The Times finally found space to publish a nice, chummy editorial bemoaning the death of the "lively.... handsome... muckraking" New York Sun. The loss of the neoconservative broadsheet is especially sad, the Times added, because internet journalism is very confusing and hard to navigate and just generally terrifying, unlike the Sun, which again is quite pretty and edited by a swell guy called Seth Lipsky. Glossed over was Lipsky's utter shortsightedness as both a civic observer and a businessman. And though the Times editorial board has long fancied itself a staunch defender of the First Amendment, it failed completey to note the Sun's revolting 2003 editorial calling anti-war protestors treasonous and saying they should be muzzled, spied upon and perhaps thrown in jail. Slate accurately labeled it "fascist" at the time, and a tipster this week reminded us of its existence. Some highlights:

Mayor Bloomberg and Police Commissioner Kelly are doing the people of New York and the people of Iraq a great service by delaying and obstructing the antiwar protest planned for February 15. The longer they delay in granting the protesters a permit, the less time the organizers have to get their turnout organized, and the smaller the crowd is likely to be. And we wouldn't want to overstate the matter, but, at some level, the smaller the crowd, the more likely that President Bush will proceed with his plans to liberate Iraq...
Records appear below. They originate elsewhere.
#[cfg(test)]
mod tests {
    use super::*;
    use crate::domain::{StopEstimate, Trip};
    use chrono::TimeZone;
    use std::collections::VecDeque;
    use std::sync::Mutex;

    fn now() -> DateTime<Utc> {
        Utc.with_ymd_and_hms(2022, 3, 7, 8, 0, 0).unwrap()
    }

    fn stop(s: &str) -> StopId {
        StopId::parse(s).unwrap()
    }

    fn config() -> PollConfig {
        PollConfig::new(stop("R31N"), stop("R31S"))
    }

    /// Trip arriving at `stop_id` after `secs` seconds.
    fn trip(id: &str, route: &str, stop_id: &str, secs: i64) -> Trip {
        Trip {
            trip_id: id.to_string(),
            route_id: route.to_string(),
            underway: true,
            stops: vec![StopEstimate::new(
                stop(stop_id),
                now() + chrono::Duration::seconds(secs),
            )],
        }
    }

    fn set(trips: Vec<Trip>) -> TripSet {
        TripSet::new(trips, Some(now()))
    }

    /// Mock trip source replaying scripted responses.
    struct ScriptedSource {
        responses: Mutex<VecDeque<Result<TripSet, FeedError>>>,
        initial_calls: Mutex<usize>,
        refreshed_from: Mutex<Vec<TripSet>>,
    }

    impl ScriptedSource {
        fn new(responses: Vec<Result<TripSet, FeedError>>) -> Self {
            Self {
                responses: Mutex::new(responses.into()),
                initial_calls: Mutex::new(0),
                refreshed_from: Mutex::new(Vec::new()),
            }
        }

        fn next(&self) -> Result<TripSet, FeedError> {
            self.responses
                .lock()
                .unwrap()
                .pop_front()
                .expect("no scripted response left")
        }
    }

    impl TripSource for &ScriptedSource {
        async fn fetch_initial(&self) -> Result<TripSet, FeedError> {
            *self.initial_calls.lock().unwrap() += 1;
            self.next()
        }

        async fn refresh(&self, existing: &TripSet) -> Result<TripSet, FeedError> {
            self.refreshed_from.lock().unwrap().push(existing.clone());
            self.next()
        }
    }

    fn network_error() -> FeedError {
        FeedError::Api {
            status: 503,
            message: "Service Unavailable".into(),
        }
    }

    #[tokio::test]
    async fn initial_cycle_publishes_both_directions() {
        let source = ScriptedSource::new(vec![Ok(set(vec![
            trip("d", "D", "R31N", 5 * 60 + 10),
            trip("n", "N", "R31S", 3 * 60 + 10),
            trip("r", "R", "R31S", 8 * 60 + 10),
        ]))]);
        let shared = SharedDisplayState::default();
        let mut poller = PollLoop::new(&source, shared.clone(), config());

        poller.cycle(now).await.unwrap();

        let state = shared.snapshot().await;
        assert_eq!(state.north, "Nor (D) in 5'");
        assert_eq!(state.south, "Sou (N):3', (R):8'");
        assert_eq!(*source.initial_calls.lock().unwrap(), 1);
    }

    #[tokio::test]
    async fn unreachable_train_shows_no_data() {
        let source = ScriptedSource::new(vec![Ok(set(vec![trip("d", "D", "R31N", 60)]))]);
        let shared = SharedDisplayState::default();
        let mut poller = PollLoop::new(&source, shared.clone(), config().with_walking_time(2));

        poller.cycle(now).await.unwrap();

        let state = shared.snapshot().await;
        assert_eq!(state.north, "No North train data.");
        assert_eq!(state.south, "No South train data.");
    }

    #[tokio::test]
    async fn second_cycle_replaces_first_entirely() {
        let first = set(vec![
            trip("d1", "D", "R31N", 4 * 60 + 10),
            trip("n1", "N", "R31S", 6 * 60 + 10),
        ]);
        let second = set(vec![trip("q2", "Q", "R31N", 9 * 60 + 10)]);

        let source = ScriptedSource::new(vec![Ok(first.clone()), Ok(second.clone())]);
        let shared = SharedDisplayState::default();
        let mut poller = PollLoop::new(&source, shared.clone(), config());

        poller.cycle(now).await.unwrap();
        poller.cycle(now).await.unwrap();

        let state = shared.snapshot().await;
        assert_eq!(state.north, "Nor (Q) in 9'");
        assert_eq!(state.south, "No South train data.");
        assert_eq!(poller.trips(), Some(&second));

        // The refresh was handed the first snapshot, unmodified.
        assert_eq!(*source.refreshed_from.lock().unwrap(), vec![first]);
    }

    #[tokio::test]
    async fn failed_refresh_keeps_last_good_state() {
        let first = set(vec![trip("d1", "D", "R31N", 4 * 60 + 10)]);
        let third = set(vec![trip("f3", "F", "R31N", 7 * 60 + 10)]);

        let source = ScriptedSource::new(vec![
            Ok(first.clone()),
            Err(network_error()),
            Ok(third),
        ]);
        let shared = SharedDisplayState::default();
        let mut poller = PollLoop::new(&source, shared.clone(), config());

        poller.cycle(now).await.unwrap();
        let after_first = shared.snapshot().await;

        let err = poller.cycle(now).await.unwrap_err();
        assert!(err.is_retriable());
        assert_eq!(*shared.snapshot().await, *after_first);
        assert_eq!(poller.trips(), Some(&first));
        assert_eq!(poller.consecutive_failures(), 1);

        // Cycle 3 still runs and refreshes from the retained snapshot.
        poller.cycle(now).await.unwrap();
        assert_eq!(shared.snapshot().await.north, "Nor (F) in 7'");
        assert_eq!(poller.consecutive_failures(), 0);
        assert_eq!(source.refreshed_from.lock().unwrap().len(), 2);
        assert_eq!(source.refreshed_from.lock().unwrap()[1], first);
    }

    #[tokio::test]
    async fn failed_initial_fetch_keeps_loading_and_retries_initial() {
        let source = ScriptedSource::new(vec![
            Err(network_error()),
            Ok(set(vec![trip("d", "D", "R31N", 3 * 60 + 10)])),
        ]);
        let shared = SharedDisplayState::default();
        let mut poller = PollLoop::new(&source, shared.clone(), config());

        assert!(poller.cycle(now).await.is_err());
        assert_eq!(*shared.snapshot().await, DisplayState::loading());
        assert!(poller.trips().is_none());

        poller.cycle(now).await.unwrap();
        assert_eq!(shared.snapshot().await.north, "Nor (D) in 3'");
        assert_eq!(*source.initial_calls.lock().unwrap(), 2);
        assert!(source.refreshed_from.lock().unwrap().is_empty());
    }

    #[tokio::test]
    async fn next_delay_backs_off_and_resets() {
        let source = ScriptedSource::new(vec![
            Ok(set(vec![])),
            Err(network_error()),
            Err(FeedError::RateLimited),
            Ok(set(vec![])),
        ]);
        let cfg = config()
            .with_interval(Duration::from_secs(60))
            .with_max_backoff(Duration::from_secs(600));
        let mut poller = PollLoop::new(&source, SharedDisplayState::default(), cfg);

        poller.cycle(now).await.unwrap();
        assert_eq!(poller.next_delay(), Duration::from_secs(60));

        let _ = poller.cycle(now).await;
        assert_eq!(poller.next_delay(), Duration::from_secs(60));

        let _ = poller.cycle(now).await;
        assert_eq!(poller.next_delay(), Duration::from_secs(120));

        poller.cycle(now).await.unwrap();
        assert_eq!(poller.next_delay(), Duration::from_secs(60));
    }

    /// Source that takes `delay` to answer, like a slow feed endpoint.
    struct SlowSource {
        delay: Duration,
        trips: TripSet,
    }

    impl TripSource for SlowSource {
        async fn fetch_initial(&self) -> Result<TripSet, FeedError> {
            tokio::time::sleep(self.delay).await;
            Ok(self.trips.clone())
        }

        async fn refresh(&self, _existing: &TripSet) -> Result<TripSet, FeedError> {
            self.fetch_initial().await
        }
    }

    #[tokio::test(start_paused = true)]
    async fn ranks_against_time_the_fetch_resolved() {
        // The response lands 3s after the request, with the D 119s after that.
        let source = SlowSource {
            delay: Duration::from_secs(3),
            trips: set(vec![trip("d", "D", "R31N", 3 + 119)]),
        };
        let shared = SharedDisplayState::default();
        let mut poller = PollLoop::new(source, shared.clone(), config().with_walking_time(2));

        let start = tokio::time::Instant::now();
        let clock = move || now() + chrono::Duration::from_std(start.elapsed()).unwrap();
        poller.cycle(clock).await.unwrap();

        // 119s is one whole minute: too soon to walk there.
        assert_eq!(shared.snapshot().await.north, "No North train data.");
    }

    /// Trip arriving `secs` from the real clock, for tests that drive `run`.
    fn live_trip(id: &str, route: &str, stop_id: &str, secs: i64) -> Trip {
        Trip {
            trip_id: id.to_string(),
            route_id: route.to_string(),
            underway: true,
            stops: vec![StopEstimate::new(
                stop(stop_id),
                Utc::now() + chrono::Duration::seconds(secs),
            )],
        }
    }

    #[tokio::test(start_paused = true)]
    async fn run_survives_failed_refresh() {
        let source: &'static ScriptedSource = Box::leak(Box::new(ScriptedSource::new(vec![
            Ok(TripSet::new(vec![live_trip("d1", "D", "R31N", 5 * 60 + 30)], None)),
            Err(network_error()),
            Ok(TripSet::new(vec![live_trip("f3", "F", "R31N", 7 * 60 + 30)], None)),
        ])));
        let interval = Duration::from_secs(10);
        let shared = SharedDisplayState::default();
        let poller = PollLoop::new(source, shared.clone(), config().with_interval(interval));

        let handle = tokio::spawn(poller.run());
        let step = Duration::from_millis(1);

        // Cycle 1 runs straight away.
        tokio::time::sleep(step).await;
        assert_eq!(shared.snapshot().await.north, "Nor (D) in 5'");
        let after_first = shared.snapshot().await;

        // Cycle 2 fails: nothing published, loop still alive.
        tokio::time::sleep(interval).await;
        assert_eq!(source.refreshed_from.lock().unwrap().len(), 1);
        assert_eq!(*shared.snapshot().await, *after_first);
        assert!(!handle.is_finished());

        // First failure retries after one interval; cycle 3 publishes.
        tokio::time::sleep(interval).await;
        assert_eq!(source.refreshed_from.lock().unwrap().len(), 2);
        assert_eq!(shared.snapshot().await.north, "Nor (F) in 7'");
        assert!(!handle.is_finished());

        handle.abort();
    }

    #[tokio::test]
    async fn replays_shipped_fixtures() {
        let dir = concat!(env!("CARGO_MANIFEST_DIR"), "/fixtures");
        let source = crate::feed::FixtureFeed::new(dir, vec![stop("R31N"), stop("R31S")]).unwrap();
        let shared = SharedDisplayState::default();
        let mut poller = PollLoop::new(source, shared.clone(), config());

        poller.cycle(Utc::now).await.unwrap();
        let state = shared.snapshot().await;
        assert_eq!(state.north, "Nor (D):3', (N):7'");
        assert_eq!(state.south, "Sou (N) in 9'");

        // Second snapshot: the southbound B has no arrival time and is skipped.
        poller.cycle(Utc::now).await.unwrap();
        let state = shared.snapshot().await;
        assert_eq!(state.north, "Nor (Q) in 5'");
        assert_eq!(state.south, "No South train data.");
    }

    #[test]
    fn delay_schedule() {
        let cfg = config()
            .with_interval(Duration::from_secs(65))
            .with_max_backoff(Duration::from_secs(600));

        assert_eq!(cfg.delay_after(0), Duration::from_secs(65));
        assert_eq!(cfg.delay_after(1), Duration::from_secs(65));
        assert_eq!(cfg.delay_after(2), Duration::from_secs(130));
        assert_eq!(cfg.delay_after(3), Duration::from_secs(260));
        assert_eq!(cfg.delay_after(4), Duration::from_secs(520));
        assert_eq!(cfg.delay_after(5), Duration::from_secs(600));
        assert_eq!(cfg.delay_after(u32::MAX), Duration::from_secs(600));
    }

    #[test]
    fn delay_never_below_interval() {
        let cfg = config()
            .with_interval(Duration::from_secs(120))
            .with_max_backoff(Duration::from_secs(30));

        assert_eq!(cfg.delay_after(3), Duration::from_secs(120));
    }

    #[test]
    fn config_defaults() {
        let cfg = config();
        assert_eq!(cfg.walking_time_mins, 2);
        assert_eq!(cfg.interval, Duration::from_secs(65));
        assert_eq!(cfg.max_backoff, Duration::from_secs(600));
        assert_eq!(cfg.stop_for(Direction::North), &stop("R31N"));
        assert_eq!(cfg.stop_for(Direction::South), &stop("R31S"));
    }
}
The protesters probably do have a claim under the right to free speech. Never mind that it's not the speech that the city is objecting to — it's the marching in the streets, blocking traffic, and requiring massive police protection.

So long as the protesters are invoking the Constitution, they might have a look at Article III. That says, "Treason against the United States shall consist only in levying war against them, or in adhering to their enemies, giving them aid and comfort. No person shall be convicted of treason unless on the testimony of two witnesses to the same overt act, or on confession in open court."

...the New York City police could do worse, in the end, than to allow the protest and send two witnesses along for each participant, with an eye toward preserving at least the possibility of an eventual treason prosecution. Thus fully respecting not just some, but all of the constitutional principles at stake.

To those concerned about civil liberties, we'd cite the pragmatic argument made last night by, of all people, the New York Times's three-time Pulitzer-Prize winning foreign affairs columnist, Thos. Friedman. "I believe we are one more 9/11 away from the end of the open society," Mr. Friedman told an American Jewish Committee dinner honoring the chief executive of the New York Times Company, Russell Lewis.

Lipsky should be thankful Times editors respect free expression far more than his own editorial page did. And he should be doubly thankful for their short memories.